Some final project topic ideas:


R. Robinson 4/9/01

After a protien molecule is manuactured in a cell (by transcribing DNA sequences to amino acid sequences) it folds into a 3-dimensional shape in a way that basically minimizes its entropy. The protein folding problem searches for an efficient algorithm that describes this folding process. See http://grserv.med.jhmi.edu/~przytyck/

The brachistocrone problem searches for the decreasing curve between two points such that a car will roll down it the fastest. The answer is known to be the cycloid (not a straight line). Using a piecewise linear curve, find a numerical approximation of the cycloid http://grserv.med.jhmi.edu/~przytyck/

Represent a knot as a piecwise linear closed curve. Use a multidimensional optimization technique to find small total curvature or small total energy configurations.

Fractals can be used as a method for image compression. See if you can implement this.

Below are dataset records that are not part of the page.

use std::error::Error;
use std::sync::Arc;

use nav_rs::Navigator;
use nav_rs::config::CALIBRATION_STOPS;
use nav_rs::sim::{SimConfig, SimulatedDrone};

fn main() -> Result<(), Box<dyn Error>> {
    env_logger::init();

    println!("╔══════════════════════════════════════════════════════╗");
    println!("║     Magnetometer Calibration Flight                  ║");
    println!("╚══════════════════════════════════════════════════════╝\n");

    println!("Procedure:");
    println!("1. The vehicle takes off and hovers");
    println!(
        "2. It performs {} in-place rotations of {:.0}° each",
        CALIBRATION_STOPS,
        360.0 / CALIBRATION_STOPS as f64
    );
    println!("3. Raw magnetometer x/y are recorded at every stop");
    println!("4. The per-axis means replace the hard iron bias");
    println!("5. The vehicle lands\n");

    // Simulated airframe with a deliberately skewed hard iron offset
    // for the calibration to find.
    let actual = (-44.0, 27.0);
    let config = SimConfig {
        mag_bias: actual,
        ..SimConfig::default()
    };
    let drone = Arc::new(SimulatedDrone::new(config)?);

    println!("Collecting telemetry...");
    let mut navigator = Navigator::new(drone);
    let before = navigator.mag_bias();
    println!("✓ Navigator ready");
    println!("  Bias before: X: {:>7.1}  Y: {:>7.1}", before.x, before.y);

    println!("\nCalibrating... (ROTATING)");
    navigator.calibrate(true);

    let after = navigator.mag_bias();
    println!("\n✓ Calibration complete");
    println!("  Recovered:   X: {:>7.1}  Y: {:>7.1}", after.x, after.y);
    println!("  Actual:      X: {:>7.1}  Y: {:>7.1}", actual.0, actual.1);

    Ok(())
}
use std::fmt;

/// Earth's radius in meters.
const EARTH_RADIUS: f64 = 6371000.0;

/// A GPS coordinate in degrees. All geodesy here is spherical-Earth:
/// good to well under 1% over the sub-kilometer legs this system flies,
/// so no ellipsoidal correction is applied.
#[derive(Clone, Copy, Debug, PartialEq)]
pub struct Position {
    pub latitude: f64,
    pub longitude: f64,
}

impl fmt::Display for Position {
    fn fmt(&self, f: &mut fmt::Formatter<'_>) -> fmt::Result {
        write!(f, "({:.6}°, {:.6}°)", self.latitude, self.longitude)
    }
}

impl Position {
    pub fn new(latitude: f64, longitude: f64) -> Self {
        Self {
            latitude,
            longitude,
        }
    }

    /// Haversine great-circle distance to another position, in meters.
    pub fn distance_to(&self, other: &Position) -> f64 {
        let lat_from = self.latitude.to_radians();
        let lat_to = other.latitude.to_radians();
        let delta_lat = (other.latitude - self.latitude).to_radians();
        let delta_lon = (other.longitude - self.longitude).to_radians();

        let a = (delta_lat / 2.0).sin().powi(2)
            + lat_from.cos() * lat_to.cos() * (delta_lon / 2.0).sin().powi(2);

        let c = 2.0 * a.sqrt().atan2((1.0 - a).sqrt());

        EARTH_RADIUS * c
    }

    /// Initial great-circle bearing toward another position.
    /// Returns degrees in [0, 360), where 0 is North.
    pub fn bearing_to(&self, other: &Position) -> f64 {
        let lat_from = self.latitude.to_radians();
        let lat_to = other.latitude.to_radians();
        let delta_lon = (other.longitude - self.longitude).to_radians();

        let y = delta_lon.sin() * lat_to.cos();
        let x = lat_from.cos() * lat_to.sin() - lat_from.sin() * lat_to.cos() * delta_lon.cos();

        let bearing = y.atan2(x).to_degrees();

        (bearing + 360.0) % 360.0
    }

    /// Project this position forward by a given distance and heading.
    /// heading: degrees (0-360, where 0 is North); distance: meters.
    pub fn project(&self, heading: f64, distance: f64) -> Position {
        let lat1 = self.latitude.to_radians();
        let lon1 = self.longitude.to_radians();
        let brng = heading.to_radians();
        let angular_distance = distance / EARTH_RADIUS;

        let lat2 = (lat1.sin() * angular_distance.cos()
            + lat1.cos() * angular_distance.sin() * brng.cos())
        .asin();

        let lon2 = lon1
            + (brng.sin() * angular_distance.sin() * lat1.cos())
                .atan2(angular_distance.cos() - lat1.sin() * lat2.sin());

        // Normalize longitude to -180 to 180
        let lon2_normalized = ((lon2.to_degrees() + 180.0) % 360.0) - 180.0;

        Position::new(lat2.to_degrees(), lon2_normalized)
    }
}

/// Signed shortest rotation from `from` to `to`, both in degrees.
/// Result is normalized to (-180, 180]: positive means `to` lies
/// clockwise of `from`.
pub fn angle_diff(from: f64, to: f64) -> f64 {
    let mut diff = (to - from) % 360.0;
    if diff > 180.0 {
        diff -= 360.0;
    } else if diff <= -180.0 {
        diff += 360.0;
    }
    diff
}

Write an algorithm to compute the fractal dimension of a subset of the plane. Apply this to some fractals (eg, I can tell you about some fractals that arise in the theory of camplex beta transformations).

Use the DFT and DWT to process two dimensional images.

Look into data encryption and implement an encryption scheme.

Look into a data compression algorithm and implement a data compression method.

In his book The Evolution of Cooperation, political scientist Robert Axelrod studied iterated prisoner's dilemma games. See also some of the paopers by Karl Sigmund and Josef Hofbauer.

In the book The Algorithmic Beauty of Sea Shells (Virtual Laboratory) by Hans Meinhardt, Przemyslaw Prusinkiewicz, Deborah R.  Fowler, models for the coloration of sea shells are discussed. Similar models using cellular automata have been described by Steve Wolfram (the primary author of Mathematica).

The Jacobi-Perron algorithm is an example of a multidimensional continued fraction algorithm. It has been proven to have an invariant density, but an explicit formula for it has never been found. A closely related algorithm, called the modified Jacobi-Perron algorithm has a well known invariant density (i.e., the formula is known). There are many related algorithms, some of which have known densities and some of which don't. Computer experiments provide a good way to see what invariant densities look like and to test conjectures about them.

One of the most famous stochastic models is the Ising model in statistical physics. It can be solved numerically using the famous Metropolis algorithm.

Look into algorithms for constructing Penrose like tilings of the plane, either by substitution (inflation) or by the "projection method".